“There’s an old German line,” Karl Lagerfeld said, ensconced in a corner banquette in the lobby lounge of the Mercer Hotel on Monday. “It’s one of my favorite lines that goes, ‘no credit on the past.’”
Tell that to the legions of guests — celebrities, press and rabid clients turned out to the hilt in their tweeded, embroidered, braid-trimmed regalia— who showed up for Chanel’s Métiers d’Art show tonight. The crowd’s diversity reflected the range of Chanel’s appeal; the celeb contingent alone included Julianne Moore, Beyoncé, Pharrell Williams, Dakota Johnson, Vanessa Paradis with daughter Lily-Rose Depp, Patti Smith, Geraldine Chaplin, Lily Collins and the singer Banks, all lured by the promise of Salzburg on Park, Chanel style.
They settled in for a gleeful fashion romp.
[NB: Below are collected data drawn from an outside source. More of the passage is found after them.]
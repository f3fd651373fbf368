//! Terminal progress feedback while a competitor lookup is pending.

use std::io::Write;
use std::time::{Duration, Instant};

use tokio::task::JoinHandle;

/// One braille cell per frame.
const FRAMES: &[&str] = &["⠋", "⠙", "⠹", "⠸", "⠼", "⠴", "⠦", "⠧", "⠇", "⠏"];

/// Delay between redraws.
const INTERVAL: Duration = Duration::from_millis(80);

/// Lookups fan out to many upstream calls; show elapsed time once they run long.
const SHOW_ELAPSED_AFTER: Duration = Duration::from_secs(2);

/// Progress indicator for a pending competitor lookup.
///
/// Drawn on stderr by a background task; the results table goes to stdout.
pub struct Spinner {
    handle: JoinHandle<()>,
    cancel: tokio::sync::watch::Sender<bool>,
}

impl Spinner {
    /// Begin redrawing `message` until [`Spinner::stop`] is called.
    pub fn start(message: &str) -> Self {
        let (cancel_tx, mut cancel_rx) = tokio::sync::watch::channel(false);
        let message = message.to_string();

        let handle = tokio::spawn(async move {
            let started = Instant::now();
            let mut i = 0;
            loop {
                let line = frame_line(i, &message, started.elapsed());
                // erase line, carriage return
                eprint!("\x1b[2K\r{line}");
                let _ = std::io::stderr().flush();

                tokio::select! {
                    _ = tokio::time::sleep(INTERVAL) => {}
                    _ = cancel_rx.changed() => break,
                }
                i += 1;
            }
            eprint!("\x1b[2K\r");
            let _ = std::io::stderr().flush();
        });

        Self {
            handle,
            cancel: cancel_tx,
        }
    }

    /// Wait for the redraw task to exit, leaving the line blank.
    pub async fn stop(self) {
        let _ = self.cancel.send(true);
        let _ = self.handle.await;
    }
}

fn frame_line(i: usize, message: &str, elapsed: Duration) -> String {
    let frame = FRAMES[i % FRAMES.len()];
    if elapsed >= SHOW_ELAPSED_AFTER {
        format!("{frame} {message} {}s", elapsed.as_secs())
    } else {
        format!("{frame} {message}")
    }
}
The point of this particular annual affair is to highlight the exquisite work of Chanel’s Métiers d’Art companies, so the looks were lavishly worked, featuring intricate Lesage embroideries, jewelry-like buttons from Desrues, Lemarié feathers and flowers and ultra-tony accessories— Massaro shoes and Causse gloves. The lineup referenced lederhosen, Tyrolean ribbon work, even the dreaded dirndl, without folkloric folly and with plenty of Chanel chic. But then, Coco herself pilfered the idea of her iconic, four-pocket jacket from the uniform of the elevator operator at Salzburg’s Mittersill hotel.
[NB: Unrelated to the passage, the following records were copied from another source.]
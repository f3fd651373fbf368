use anyhow::{Context, Result, bail};
use async_trait::async_trait;
use serde::{Deserialize, Serialize};
use std::time::Duration;

use super::{ChatMessage, ChatModel};
use crate::consts::DEFAULT_MODEL;

const API_URL: &str = "https://openrouter.ai/api/v1/chat/completions";

/// A chat model served by the OpenRouter chat-completions API.
pub struct OpenRouterChat {
    client: reqwest::Client,
    api_key: String,
    model: String,
}

impl OpenRouterChat {
    pub fn new(api_key: String, model: Option<String>, timeout: Duration) -> Result<Self> {
        let client = reqwest::Client::builder()
            .timeout(timeout)
            .build()
            .context("failed to build OpenRouter HTTP client")?;
        Ok(Self {
            client,
            api_key,
            model: model.unwrap_or_else(|| DEFAULT_MODEL.to_string()),
        })
    }

    pub fn model(&self) -> &str {
        &self.model
    }

    /// Pull the completion text out of a decoded response.
    fn extract_text(resp: ApiResponse) -> Result<String> {
        let text = resp
            .choices
            .into_iter()
            .next()
            .and_then(|choice| choice.message.content)
            .unwrap_or_default();

        if text.trim().is_empty() {
            bail!("OpenRouter API returned empty completion");
        }
        Ok(text)
    }
}

#[async_trait]
impl ChatModel for OpenRouterChat {
    async fn complete(&self, messages: &[ChatMessage]) -> Result<String> {
        let body = ApiRequest {
            model: &self.model,
            messages,
        };

        let resp = self
            .client
            .post(API_URL)
            .bearer_auth(&self.api_key)
            .json(&body)
            .send()
            .await?;

        if !resp.status().is_success() {
            let status = resp.status();
            let text = resp.text().await.unwrap_or_default();
            bail!("OpenRouter API error ({}): {}", status, text);
        }

        let api_resp: ApiResponse = resp.json().await?;

        if let Some(usage) = &api_resp.usage {
            tracing::debug!(
                prompt_tokens = usage.prompt_tokens,
                completion_tokens = usage.completion_tokens,
                "chat completion usage"
            );
        }

        Self::extract_text(api_resp)
    }
}

// --- API types ---

#[derive(Serialize)]
struct ApiRequest<'a> {
    model: &'a str,
    messages: &'a [ChatMessage],
}

#[derive(Deserialize)]
struct ApiResponse {
    #[serde(default)]
    choices: Vec<Choice>,
    usage: Option<Usage>,
}

#[derive(Deserialize)]
struct Choice {
    message: ChoiceMessage,
}

#[derive(Deserialize)]
struct ChoiceMessage {
    content: Option<String>,
}

#[derive(Deserialize)]
struct Usage {
    prompt_tokens: u64,
    completion_tokens: u64,
}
“I loved it,” said a suddenly press shy Dakota Johnson post show.
“I really felt like I was in Salzburg, watching it from the couch of an old atelier,” Lily Collins said
“Wasn’t it magical? This was my first Chanel show. It was like a theatrical performance,” Nicola Peltz said.
The show was all old news to Lagerfeld, though. It was a rare redux for the pathologically forward-minded designer, who first presented it in December at the Rococo Palace Schloss Leopoldskron. Though admittedly more concerned with upcoming extravaganzas (he’ll show Chanel cruise in Seoul on May 4th and even has the next Métiers locale secured — Ciao, Roma!) he came to New York, a nod to the merits of a mega marketing opportunity in a hot market. Given fashion’s current reality, Lagerfeld believes in thinking big – very big. While he noted that “no one can rebuild the 18th century,” he ordered the Armory transformed into a labyrinth of palatial golden walls decorated with crisp moldings under the glow of massive crystal chandeliers.
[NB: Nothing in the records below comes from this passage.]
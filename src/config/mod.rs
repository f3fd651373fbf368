//! Startup configuration validation.
//!
//! Both provider credentials are required. [`Credentials::from_env_values`]
//! runs before the listener is bound so a misconfigured process exits with a
//! readable diagnostic instead of failing on its first request.

use std::net::SocketAddr;
use std::time::Duration;
use thiserror::Error;

use crate::consts::{OPENROUTER_KEY_VAR, SERPER_KEY_VAR};

#[derive(Debug, Error, PartialEq, Eq)]
pub enum ConfigError {
    #[error("missing required environment variable(s): {}", .0.join(", "))]
    MissingCredentials(Vec<&'static str>),

    #[error("invalid listen address {0:?}")]
    InvalidAddress(String),
}

/// Secrets for the two outbound providers.
#[derive(Clone)]
pub struct Credentials {
    pub openrouter_api_key: String,
    pub serper_api_key: String,
}

impl Credentials {
    /// Validate raw values as read from the environment. Blank counts as missing.
    pub fn from_env_values(
        openrouter: Option<String>,
        serper: Option<String>,
    ) -> Result<Self, ConfigError> {
        let openrouter = openrouter.filter(|v| !v.trim().is_empty());
        let serper = serper.filter(|v| !v.trim().is_empty());

        match (openrouter, serper) {
            (Some(openrouter_api_key), Some(serper_api_key)) => Ok(Self {
                openrouter_api_key,
                serper_api_key,
            }),
            (openrouter, serper) => {
                let mut missing = Vec::new();
                if openrouter.is_none() {
                    missing.push(OPENROUTER_KEY_VAR);
                }
                if serper.is_none() {
                    missing.push(SERPER_KEY_VAR);
                }
                Err(ConfigError::MissingCredentials(missing))
            }
        }
    }
}

// Keys must never end up in logs.
impl std::fmt::Debug for Credentials {
    fn fmt(&self, f: &mut std::fmt::Formatter<'_>) -> std::fmt::Result {
        f.debug_struct("Credentials")
            .field("openrouter_api_key", &"<redacted>")
            .field("serper_api_key", &"<redacted>")
            .finish()
    }
}

/// Everything the server needs, validated.
#[derive(Debug, Clone)]
pub struct ServerSettings {
    pub addr: SocketAddr,
    pub model: Option<String>,
    pub enrich_timeout: Duration,
    pub http_timeout: Duration,
    pub credentials: Credentials,
}

pub fn parse_addr(host: &str, port: u16) -> Result<SocketAddr, ConfigError> {
    format!("{}:{}", host, port)
        .parse()
        .map_err(|_| ConfigError::InvalidAddress(format!("{}:{}", host, port)))
}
“You have to do your shows with the big sets today,” he said. “You have to give something visual. Because girls coming out on a runway— there’s nothing wrong; it’s interesting for people in fashion. But for the rest of the world who buys the nail polish, the lipstick for a global label, it’s a problem to show something that looks [plain]. That’s our time…You have to adapt, we have to adapt. I am an opportunist so I adapt easy. A professional opportunist. One has to be.”